Considerando il peso politico nella commissione, le prese di posizione che si leggono sui giornali in questi giorni, un certo disinteresse dei non addetti ai lavori, non è difficile prevedere fin da ora quale modello prevarrà, sia pure con qualche compromesso di facciata.

  1. Poiché io invece sono tra quelli che riterrebbero più utile ai lucani il secondo sia economicamente che funzionalmente, porrei i miei dubbi sotto forma di 10 classiche domande a quei politici che si battono per il primo, e chissà che qualcuno legga questo blog e mi dia qualche risposta correggendo le mie utopie e convincendomi del contrario.
  2. Poiché per più decenni i sostanziosi investimenti incentrati sul S.Carlo non hanno accresciuto il suo potere attrattore extraregionale, non è il caso di cominciare a valutare percorsi diversi da quello infruttuoso praticato finora?
  3. Il CROB di Rionero è molto funzionale da questo punto di vista. Non sarebbe il caso di cominciare a risparmiare concretamente eliminando duplicazioni richieste dal S.Carlo visto come ospedale totale? Ad es. cosa serve un’oncologia a PZ con un intero ospedale oncologico a 30 kilometri con dispendiose duplicazioni strumentali e primariali?
  4. È possibile che il malato di tumore proveniente da Matera, Policoro o Lagonegro si sobbarchi la trasferta di oltre 100 km, mentre quello di PZ non possa sopportarne 30?
  5. Il modello dipartimentale regionale come la Reumatologia, incentrata su una figura primariale di affidamento dimostrato dai numeri e che ovviamente deve essere presente anche nelle altre sedi, non potrebbe essere replicata anche in altri ospedali periferici considerando che le sedi periferiche sono più attrattive per i fuori regione, e non obbligatoriamente allocati a PZ?
  6. Nulla vieta, ad esempio, che un chirurgo apprezzato con sede dipartimentale a MT, si rechi ad operare casi selezionati anche in altri nosocomi.

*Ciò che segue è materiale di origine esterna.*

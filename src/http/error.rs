//! API error mapping.
//!
//! Idempotency-signaling outcomes never reach this type - the stores absorb
//! them into successes. Everything here is a genuine, user-actionable
//! failure with a machine-readable `error` kind.

use axum::http::StatusCode;
use axum::response::{IntoResponse, Response};
use axum::Json;
use serde_json::json;

use crate::auth::AuthError;
use crate::credits::VerifyError;
use crate::entitlements::UnlockError;

/// Boundary error for the public API.
#[derive(Debug)]
pub enum ApiError {
    Auth(AuthError),
    Verify(VerifyError),
    Unlock(UnlockError),
    BadRequest(String),
    Unauthorized(&'static str),
    NotFound(&'static str),
    ServiceUnavailable(&'static str),
}

impl From<AuthError> for ApiError {
    fn from(e: AuthError) -> Self {
        ApiError::Auth(e)
    }
}

impl From<VerifyError> for ApiError {
    fn from(e: VerifyError) -> Self {
        ApiError::Verify(e)
    }
}

impl From<UnlockError> for ApiError {
    fn from(e: UnlockError) -> Self {
        ApiError::Unlock(e)
    }
}

impl IntoResponse for ApiError {
    fn into_response(self) -> Response {
        let (status, body) = match self {
            ApiError::Auth(AuthError::MalformedMessage(detail)) => (
                StatusCode::BAD_REQUEST,
                json!({ "error": "malformed_message", "detail": detail }),
            ),
            ApiError::Auth(AuthError::SignatureMismatch) => (
                StatusCode::UNAUTHORIZED,
                json!({ "error": "signature_mismatch" }),
            ),
            ApiError::Auth(AuthError::NonceInvalid) => (
                StatusCode::UNAUTHORIZED,
                json!({ "error": "nonce_invalid" }),
            ),
            ApiError::Verify(VerifyError::TxNotFound) => (
                StatusCode::NOT_FOUND,
                json!({ "error": "tx_not_found", "retryable": true }),
            ),
            ApiError::Verify(VerifyError::WrongChain { expected, actual }) => (
                StatusCode::UNPROCESSABLE_ENTITY,
                json!({ "error": "wrong_chain", "expected": expected, "actual": actual }),
            ),
            ApiError::Verify(VerifyError::WrongContract) => (
                StatusCode::UNPROCESSABLE_ENTITY,
                json!({ "error": "wrong_contract" }),
            ),
            ApiError::Verify(VerifyError::AddressMismatch) => (
                StatusCode::UNPROCESSABLE_ENTITY,
                json!({ "error": "address_mismatch" }),
            ),
            ApiError::Verify(VerifyError::MalformedEvent(detail)) => (
                StatusCode::UNPROCESSABLE_ENTITY,
                json!({ "error": "malformed_event", "detail": detail }),
            ),
            ApiError::Unlock(UnlockError::InsufficientCredits {
                required,
                available,
            }) => (
                StatusCode::CONFLICT,
                json!({
                    "error": "insufficient_credits",
                    "required": required,
                    "available": available,
                }),
            ),
            ApiError::BadRequest(detail) => (
                StatusCode::BAD_REQUEST,
                json!({ "error": "bad_request", "detail": detail }),
            ),
            ApiError::Unauthorized(detail) => (
                StatusCode::UNAUTHORIZED,
                json!({ "error": "unauthorized", "detail": detail }),
            ),
            ApiError::NotFound(detail) => (
                StatusCode::NOT_FOUND,
                json!({ "error": "not_found", "detail": detail }),
            ),
            ApiError::ServiceUnavailable(detail) => (
                StatusCode::SERVICE_UNAVAILABLE,
                json!({ "error": "service_unavailable", "detail": detail }),
            ),
        };
        (status, Json(body)).into_response()
    }
}
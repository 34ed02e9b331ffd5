use clap::{Parser, Subcommand};
use reqwest::header::{HeaderMap, HeaderValue, AUTHORIZATION};
use serde_json::Value;

#[derive(Parser)]
#[command(name = "gate-cli")]
#[command(about = "Management CLI for the inkgate admin API", long_about = None)]
struct Cli {
    #[arg(short, long, default_value = "http://localhost:8081")]
    url: String,

    #[arg(short, long, default_value = "CHANGE_ME_IN_PRODUCTION")]
    key: String,

    #[command(subcommand)]
    command: Commands,
}

#[derive(Subcommand)]
enum Commands {
    /// Check gate system status
    Status,
    /// Inspect an account's ledger
    Ledger {
        /// Wallet address
        address: String,
    },
    /// List an account's unlocked chapters
    Entitlements {
        /// Wallet address
        address: String,
    },
    /// Record a manual credit adjustment (negative amounts debit)
    Adjust {
        /// Wallet address
        address: String,
        /// Signed credit amount
        amount: i64,
    },
    /// Recompute every balance from the transaction log
    Reconcile,
}

#[tokio::main]
async fn main() -> Result<(), Box<dyn std::error::Error>> {
    let cli = Cli::parse();
    let client = reqwest::Client::new();

    let mut headers = HeaderMap::new();
    headers.insert(
        AUTHORIZATION,
        HeaderValue::from_str(&format!("Bearer {}", cli.key))?,
    );

    match cli.command {
        Commands::Status => {
            let res = client
                .get(format!("{}/admin/status", cli.url))
                .headers(headers)
                .send()
                .await?;
            print_response(res).await?;
        }
        Commands::Ledger { address } => {
            let res = client
                .get(format!("{}/admin/accounts/{}/ledger", cli.url, address))
                .headers(headers)
                .send()
                .await?;
            print_response(res).await?;
        }
        Commands::Entitlements { address } => {
            let res = client
                .get(format!(
                    "{}/admin/accounts/{}/entitlements",
                    cli.url, address
                ))
                .headers(headers)
                .send()
                .await?;
            print_response(res).await?;
        }
        Commands::Adjust { address, amount } => {
            let res = client
                .post(format!("{}/admin/adjust", cli.url))
                .headers(headers)
                .json(&serde_json::json!({ "address": address, "amount": amount }))
                .send()
                .await?;
            print_response(res).await?;
        }
        Commands::Reconcile => {
            let res = client
                .post(format!("{}/admin/reconcile", cli.url))
                .headers(headers)
                .send()
                .await?;
            print_response(res).await?;
        }
    }

    Ok(())
}

async fn print_response(res: reqwest::Response) -> Result<(), Box<dyn std::error::Error>> {
    let status = res.status();
    let body: Value = res.json().await.unwrap_or(Value::Null);
    if !status.is_success() {
        eprintln!("Request failed: {}", status);
    }
    println!("{}", serde_json::to_string_pretty(&body)?);
    Ok(())
}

Non è detto che solo i pazienti si debbano muovere, ma può accadere anche per i dirigenti medici come in tanti casi già accade. Ricordo che è sempre valida la quinquennalità del rapporto primariale al termine del quale se non adeguato alle necessità, si può cambiare. Tutto questo non comporterebbe risparmi e avvicinerebbe le comunità regionali tra loro sentendosi realmente serviti da un servizio che cerca di essere omogeneo?
  7. Considerando che per la Provincia di Matera si spende storicamente in Ospedali meno di un quarto, mentre in rapporto alla popolazione ne spetterebbe un terzo, non sarebbe il caso di cominciare a riequilibrare questo scompenso che ha visto da sempre vantaggi unidirezionali, mentre le tasse sono uguali per tutti?

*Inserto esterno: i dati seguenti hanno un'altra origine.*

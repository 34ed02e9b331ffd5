//! Metrics collection and exposition.
//!
//! # Responsibilities
//! - Define gate metrics (requests, auth, crediting, unlocks)
//! - Expose Prometheus-compatible metrics endpoint
//!
//! # Metrics
//! - `gate_requests_total` (counter): total requests by method, route, status
//! - `gate_request_duration_seconds` (histogram): latency distribution
//! - `gate_auth_total` (counter): authentication attempts by outcome
//! - `gate_purchases_total` (counter): purchase submissions by outcome
//! - `gate_credits_granted_total` (counter): credits added to ledgers
//! - `gate_unlocks_total` (counter): unlock attempts by outcome
//! - `gate_rate_limited_total` (counter): requests rejected by rate limiting
//! - `gate_chain_healthy` (gauge): 1=RPC reachable, 0=unreachable

use std::net::SocketAddr;
use std::time::Instant;

use metrics::{counter, describe_counter, describe_gauge, describe_histogram, gauge, histogram};
use metrics_exporter_prometheus::PrometheusBuilder;

/// Install the Prometheus exporter on its own listener.
pub fn init_metrics(addr: SocketAddr) {
    match PrometheusBuilder::new().with_http_listener(addr).install() {
        Ok(()) => {
            describe_counter!("gate_requests_total", "Total HTTP requests handled");
            describe_histogram!(
                "gate_request_duration_seconds",
                "HTTP request latency in seconds"
            );
            describe_counter!("gate_auth_total", "Wallet authentication attempts by outcome");
            describe_counter!("gate_purchases_total", "Purchase submissions by outcome");
            describe_counter!("gate_credits_granted_total", "Credits added to ledgers");
            describe_counter!("gate_unlocks_total", "Chapter unlock attempts by outcome");
            describe_counter!("gate_rate_limited_total", "Requests rejected by rate limiting");
            describe_gauge!("gate_chain_healthy", "Blockchain RPC reachability");
            tracing::info!(address = %addr, "Metrics exporter started");
        }
        Err(e) => {
            tracing::error!(error = %e, "Failed to install metrics exporter");
        }
    }
}

/// Record a completed HTTP request.
pub fn record_request(method: &str, route: &str, status: u16, start: Instant) {
    counter!(
        "gate_requests_total",
        "method" => method.to_string(),
        "route" => route.to_string(),
        "status" => status.to_string()
    )
    .increment(1);
    histogram!("gate_request_duration_seconds").record(start.elapsed().as_secs_f64());
}

/// Record a wallet authentication attempt.
pub fn record_auth(outcome: &'static str) {
    counter!("gate_auth_total", "outcome" => outcome).increment(1);
}

/// Record a purchase verification attempt.
pub fn record_purchase(outcome: &'static str) {
    counter!("gate_purchases_total", "outcome" => outcome).increment(1);
}

/// Record credits granted to a ledger.
pub fn record_credits_granted(amount: u64) {
    counter!("gate_credits_granted_total").increment(amount);
}

/// Record a chapter unlock attempt.
pub fn record_unlock(outcome: &'static str) {
    counter!("gate_unlocks_total", "outcome" => outcome).increment(1);
}

/// Record a rate-limited request.
pub fn record_rate_limited(scope: &'static str) {
    counter!("gate_rate_limited_total", "scope" => scope).increment(1);
}

/// Record blockchain RPC health.
pub fn record_chain_health(healthy: bool) {
    gauge!("gate_chain_healthy").set(if healthy { 1.0 } else { 0.0 });
}
//! Configuration file watcher for hot reload.

use std::path::{Path, PathBuf};
use std::time::Duration;

use notify::{Config, Event, RecommendedWatcher, RecursiveMode, Watcher};
use tokio::sync::mpsc;

use crate::config::loader::load_config;
use crate::config::schema::GateConfig;

/// A watcher that monitors the configuration file for changes.
///
/// Reloads are validated before being published; a broken edit keeps the
/// running configuration.
pub struct ConfigWatcher {
    path: PathBuf,
    update_tx: mpsc::UnboundedSender<GateConfig>,
}

impl ConfigWatcher {
    /// Create a new ConfigWatcher.
    ///
    /// Returns the watcher and a receiver for configuration updates.
    pub fn new(path: &Path) -> (Self, mpsc::UnboundedReceiver<GateConfig>) {
        let (update_tx, update_rx) = mpsc::unbounded_channel();

        (
            Self {
                path: path.to_path_buf(),
                update_tx,
            },
            update_rx,
        )
    }

    /// Start watching the file in a background thread.
    pub fn run(self) -> Result<RecommendedWatcher, notify::Error> {
        let tx = self.update_tx.clone();
        let path = self.path.clone();

        let mut watcher = RecommendedWatcher::new(
            move |res: notify::Result<Event>| match res {
                Ok(event) => {
                    if event.kind.is_modify() || event.kind.is_create() {
                        tracing::info!("Config file change detected, reloading...");
                        match load_config(&path) {
                            Ok(new_config) => {
                                let _ = tx.send(new_config);
                            }
                            Err(e) => {
                                tracing::error!(
                                    "Failed to reload config: {}. Keeping current configuration.",
                                    e
                                );
                            }
                        }
                    }
                }
                Err(e) => tracing::error!("Watch error: {:?}", e),
            },
            Config::default().with_poll_interval(Duration::from_secs(2)),
        )?;

        watcher.watch(&self.path, RecursiveMode::NonRecursive)?;

        tracing::info!(path = ?self.path, "Config watcher started");
        Ok(watcher)
    }
}
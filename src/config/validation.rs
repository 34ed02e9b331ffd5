//! Configuration validation.
//!
//! # Responsibilities
//! - Semantic validation (serde handles syntactic)
//! - Validate value ranges and address formats
//! - Detect conflicting package/pricing entries
//!
//! # Design Decisions
//! - Returns all validation errors, not just first
//! - Validation is pure function: GateConfig → Result<(), Vec<ValidationError>>
//! - Runs before config is accepted into the system

use std::collections::HashSet;
use std::net::SocketAddr;

use alloy::primitives::Address;

use crate::config::schema::GateConfig;

/// A single semantic validation failure.
#[derive(Debug, Clone, PartialEq, Eq)]
pub struct ValidationError {
    /// Dotted path of the offending field.
    pub field: String,
    /// Human-readable description.
    pub message: String,
}

impl std::fmt::Display for ValidationError {
    fn fmt(&self, f: &mut std::fmt::Formatter<'_>) -> std::fmt::Result {
        write!(f, "{}: {}", self.field, self.message)
    }
}

/// Validate a configuration, collecting every error.
pub fn validate_config(config: &GateConfig) -> Result<(), Vec<ValidationError>> {
    let mut errors = Vec::new();

    let mut check_addr = |field: &str, value: &str| {
        if value.parse::<SocketAddr>().is_err() {
            errors.push(ValidationError {
                field: field.to_string(),
                message: format!("'{}' is not a valid socket address", value),
            });
        }
    };

    check_addr("listener.bind_address", &config.listener.bind_address);
    if config.observability.metrics_enabled {
        check_addr("observability.metrics_address", &config.observability.metrics_address);
    }
    if config.admin.enabled {
        check_addr("admin.bind_address", &config.admin.bind_address);
    }

    if config.timeouts.request_secs == 0 {
        errors.push(ValidationError {
            field: "timeouts.request_secs".to_string(),
            message: "must be greater than zero".to_string(),
        });
    }

    if config.credits.enabled {
        if config.blockchain.rpc_url.parse::<url::Url>().is_err() {
            errors.push(ValidationError {
                field: "blockchain.rpc_url".to_string(),
                message: format!("'{}' is not a valid URL", config.blockchain.rpc_url),
            });
        }
        if config.credits.contract_address.parse::<Address>().is_err() {
            errors.push(ValidationError {
                field: "credits.contract_address".to_string(),
                message: "not a valid contract address".to_string(),
            });
        }
    }

    let mut package_ids = HashSet::new();
    for package in &config.credits.packages {
        if package.id == 0 {
            errors.push(ValidationError {
                field: "credits.packages".to_string(),
                message: "package id 0 is reserved for raw-amount purchases".to_string(),
            });
        }
        if package.credits == 0 {
            errors.push(ValidationError {
                field: "credits.packages".to_string(),
                message: format!("package {} grants zero credits", package.id),
            });
        }
        if !package_ids.insert(package.id) {
            errors.push(ValidationError {
                field: "credits.packages".to_string(),
                message: format!("duplicate package id {}", package.id),
            });
        }
    }

    let mut override_ids = HashSet::new();
    for price in &config.pricing.overrides {
        if !override_ids.insert(price.chapter_id) {
            errors.push(ValidationError {
                field: "pricing.overrides".to_string(),
                message: format!("duplicate override for chapter {}", price.chapter_id),
            });
        }
    }

    if config.auth.nonce_ttl_secs == 0 {
        errors.push(ValidationError {
            field: "auth.nonce_ttl_secs".to_string(),
            message: "must be greater than zero".to_string(),
        });
    }
    if config.auth.session_ttl_secs == 0 {
        errors.push(ValidationError {
            field: "auth.session_ttl_secs".to_string(),
            message: "must be greater than zero".to_string(),
        });
    }

    if errors.is_empty() {
        Ok(())
    } else {
        Err(errors)
    }
}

  8. Al contrario se continuerà a prevalere il modello centralistico (un sole, la città regione, intorno al quale ruotano i vari satelliti visti come semplici portatori d’acqua), la migrazione sanitaria specie nel materano non crescerà ulteriormente?
  9. Hanno reale interesse a diminuire la migrazione sanitaria i nostri amministratori?
  10. E tutto questo non incrementerà quella voglia scissionista alimentata dalla amministrazione troppo costosa delle piccole regioni che fa propendere per le macroregioni?